Adidas Adizero Adios 2 Review by Caine Warburton
The Adidas Adizero Adios 2 first came across my desk (and feet) on recommendation from Park Run Australia’s GM Tim Oberg. Being a minimalist ultra runner I was initially reserved about the Adios 2, mostly due to the hype that was created from its use by 2.03.38 world marathon record holder Patrick Makau. My preconceived idea was just because someone fast wears a shoe doesn’t necessarily mean that the shoe great.

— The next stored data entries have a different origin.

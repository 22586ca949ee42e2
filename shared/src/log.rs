use tracing_subscriber::{
    filter::LevelFilter,
    fmt::{format, time::ChronoLocal},
    EnvFilter,
};

pub fn init_log() {
    let format = format::format()
        .with_level(true)
        .with_target(false)
        .with_thread_names(true)
        .with_timer(ChronoLocal::new("[%m-%d %H:%M:%S%.3f]".to_string()))
        .compact();

    // RUST_LOG wins over the `info` default
    let env_filter = EnvFilter::builder()
        .with_default_directive(LevelFilter::INFO.into())
        .from_env_lossy();
    tracing_subscriber::fmt().with_env_filter(env_filter).event_format(format).init();
}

However as I opened the box and saw the shoe for the first time, felt the feather light weight and laced it up I knew my mind was about to be changed.
The Fit and Feel
Firstly the Adios 2 is light, very light and despite being marginally heavier than the original shoe it still only tips the scales at 221 grams. The adios has a slightly reduced heel to toe drop of 9mm compared to “typical” road shoes with 12mm. The initial fit of the shoe is great out of the box, it has a foot hugging upper and a basic, but effective lacing system. The lacing points are numerous on the Adios and this allows the shoe to be tightened effectively throughout the upper allowing a good fit for most people.
The shoe has a “cockpit” style feel to it, being narrower through the mid foot and toe box making you’re feet feel like they have donned an aerodynamic rocket ship. That being said, runners with very wide feet may find some rubbing with this shoe, particularly around the mid foot.

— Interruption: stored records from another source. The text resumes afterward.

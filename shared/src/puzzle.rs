use crate::{
    difficulty::Difficulty,
    digest::{candidate, Algorithm},
    errors::{MineError, MineResult},
    partition::DOMAIN_MAX,
    types::{SearchRange, Solution},
};

/// What every rank searches for: a nonce in `[0, domain)` whose candidate
/// digest satisfies `difficulty`.
#[derive(Debug, Clone, PartialEq, Eq)]
pub struct Puzzle {
    pub block: Vec<u8>,
    pub difficulty: Difficulty,
    pub algorithm: Algorithm,
    pub domain: u64,
}

impl Puzzle {
    pub fn new(block: impl Into<Vec<u8>>, difficulty: Difficulty, algorithm: Algorithm) -> Self {
        Self {
            block: block.into(),
            difficulty,
            algorithm,
            domain: DOMAIN_MAX,
        }
    }

    pub fn with_domain(mut self, domain: u64) -> Self {
        self.domain = domain;
        self
    }

    /// Every nonce the group may try.
    pub fn range(&self) -> SearchRange {
        SearchRange { start: 0, end: self.domain }
    }

    pub fn digest(&self, nonce: u64) -> Vec<u8> {
        self.algorithm.digest(&candidate(&self.block, nonce))
    }

    /// Recompute the digest of a claimed solution instead of trusting the sender.
    pub fn verify(&self, solution: &Solution) -> MineResult<()> {
        let mismatch = || {
            MineError::DigestMismatch {
                nonce: solution.nonce,
                found_by: solution.found_by,
            }
        };

        if !self.range().contains(solution.nonce)
            || solution.digest.len() != self.algorithm.output_size()
        {
            return Err(mismatch());
        }
        let digest = self.digest(solution.nonce);
        if digest != solution.digest || !self.difficulty.accepts(&digest) {
            return Err(mismatch());
        }
        Ok(())
    }
}

#[cfg(test)]
mod tests {
    use super::*;
    use crate::types::Rank;

    #[test]
    fn verifies_honest_solution() {
        let puzzle = Puzzle::new("Hello CS 220!!!", Difficulty::ANY, Algorithm::Md5);
        let solution = Solution { nonce: 17, digest: puzzle.digest(17), found_by: Rank(1) };
        assert!(puzzle.verify(&solution).is_ok());
    }

    #[test]
    fn rejects_forged_digest() {
        let puzzle = Puzzle::new("Hello CS 220!!!", Difficulty::ANY, Algorithm::Md5);
        let solution = Solution { nonce: 17, digest: puzzle.digest(18), found_by: Rank(2) };
        assert!(matches!(
            puzzle.verify(&solution),
            Err(MineError::DigestMismatch { nonce: 17, found_by: Rank(2) })
        ));
    }

    #[test]
    fn rejects_digest_above_target() {
        let puzzle = Puzzle::new("Hello CS 220!!!", Difficulty::from_mask(0), Algorithm::Md5);
        // a real digest, but one that does not start with 32 zero bits
        let nonce = (0..).find(|n| crate::difficulty::prefix(&puzzle.digest(*n)) != 0).unwrap();
        let solution = Solution { nonce, digest: puzzle.digest(nonce), found_by: Rank(0) };
        assert!(puzzle.verify(&solution).is_err());
    }

    #[test]
    fn rejects_nonce_outside_domain() {
        let puzzle = Puzzle::new("x", Difficulty::ANY, Algorithm::Sha256).with_domain(10);
        let solution = Solution { nonce: 10, digest: puzzle.digest(10), found_by: Rank(0) };
        assert!(puzzle.verify(&solution).is_err());
    }

    #[test]
    fn rejects_digest_of_the_wrong_algorithm() {
        let md5 = Puzzle::new("x", Difficulty::ANY, Algorithm::Md5);
        let sha = Puzzle::new("x", Difficulty::ANY, Algorithm::Sha256);
        let solution = Solution { nonce: 3, digest: md5.digest(3), found_by: Rank(1) };
        assert!(md5.verify(&solution).is_ok());
        assert!(sha.verify(&solution).is_err());
        assert_eq!(sha.range().len(), DOMAIN_MAX);
    }
}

The Adios 2 is slightly stiffer than its predecessor, but the stiffness has more of a springy feel which adds a great deal to power transfer during hill work and faster efforts whilst aiding in the reduction plantaflexion fatigue which can occur over the longer distances.
What about cushioning you may ask? Well the Adios 2 is designed as a racing shoe so you would expect that it would be relatively minimal in the cushioning department? This is not the case. The shoe has a good composition of light foam and rubber that means it’s reasonably forgiving for longer runs but remaining light and ready for race day.
I have put over 100km in these shoes so far and being a minimal runner I personally use this shoe for long runs up to about 40km and tempo work on the road alike. I find this shoe really excels beyond expectations in the hills. I have done some serious hill climbing in this shoe and the power transfer and lightness are greatly enhanced. For the everyday runner, this shoe would make a great 5-21k race shoe and great for speed work (outside of spikes). I would however only recommend this shoe to quicker runners for the marathon distance (under 3.30hrs) as unless you are used to minimal shoes any longer could be a little bit unforgiving.
So far 100km down, many wet runs and some demanding hills and descents later the shoe construction seems second to none. The shoe has not broken down and despite a slight compression in mid foot foam it feels just as good as it did on week one. The upper has maintained it’s shape and form, and there have been no issues with grip deterioration at this stage.
The Final Word
In the end, performance is less about the shoe and more about the runner. However if you are looking for a light as air performance race day shoe or are a minimal runner looking for a long distance racer/trainer I think you would struggle to go past the Adidas Adizero Adios 2 in your local running store. The “cockpit” fit and springy stiffness really enhance this shoes performance in races whilst the cushioning is suitable for a wide range of running making this shoe versatile and great bang for you buck. The big question: Would I lay down my hard-earned cash for it? Yes definitely.